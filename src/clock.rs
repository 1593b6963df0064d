//! Time sources.
//!
//! Bucket timestamps are written to a store shared by several processes, so
//! the production clock is wall-clock UTC rather than a process-local
//! `Instant`. Tests drive a [`ManualClock`] instead.

use chrono::{DateTime, Utc};
use parking_lot::Mutex;
use std::time::Duration;

/// A source of the current time.
pub trait Clock: Send + Sync {
    /// The current time.
    fn now(&self) -> DateTime<Utc>;
}

/// Wall-clock time.
#[derive(Debug, Clone, Copy, Default)]
pub struct SystemClock;

impl Clock for SystemClock {
    fn now(&self) -> DateTime<Utc> {
        Utc::now()
    }
}

/// A clock that only moves when told to.
#[derive(Debug)]
pub struct ManualClock {
    now: Mutex<DateTime<Utc>>,
}

impl ManualClock {
    /// Create a clock frozen at `start`.
    pub fn new(start: DateTime<Utc>) -> Self {
        Self {
            now: Mutex::new(start),
        }
    }

    /// Move the clock forward.
    pub fn advance(&self, by: Duration) {
        let mut now = self.now.lock();
        if let Some(next) = chrono::Duration::from_std(by)
            .ok()
            .and_then(|delta| now.checked_add_signed(delta))
        {
            *now = next;
        }
    }

    /// Jump to an arbitrary time, including backwards.
    pub fn set(&self, to: DateTime<Utc>) {
        *self.now.lock() = to;
    }
}

impl Default for ManualClock {
    fn default() -> Self {
        Self::new(Utc::now())
    }
}

impl Clock for ManualClock {
    fn now(&self) -> DateTime<Utc> {
        *self.now.lock()
    }
}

■ ■ ■ ■

YOUR TASK
Return all lines in the data that include the word "current".

YOUR SOLUTION
/// A source of the current time.
    /// The current time.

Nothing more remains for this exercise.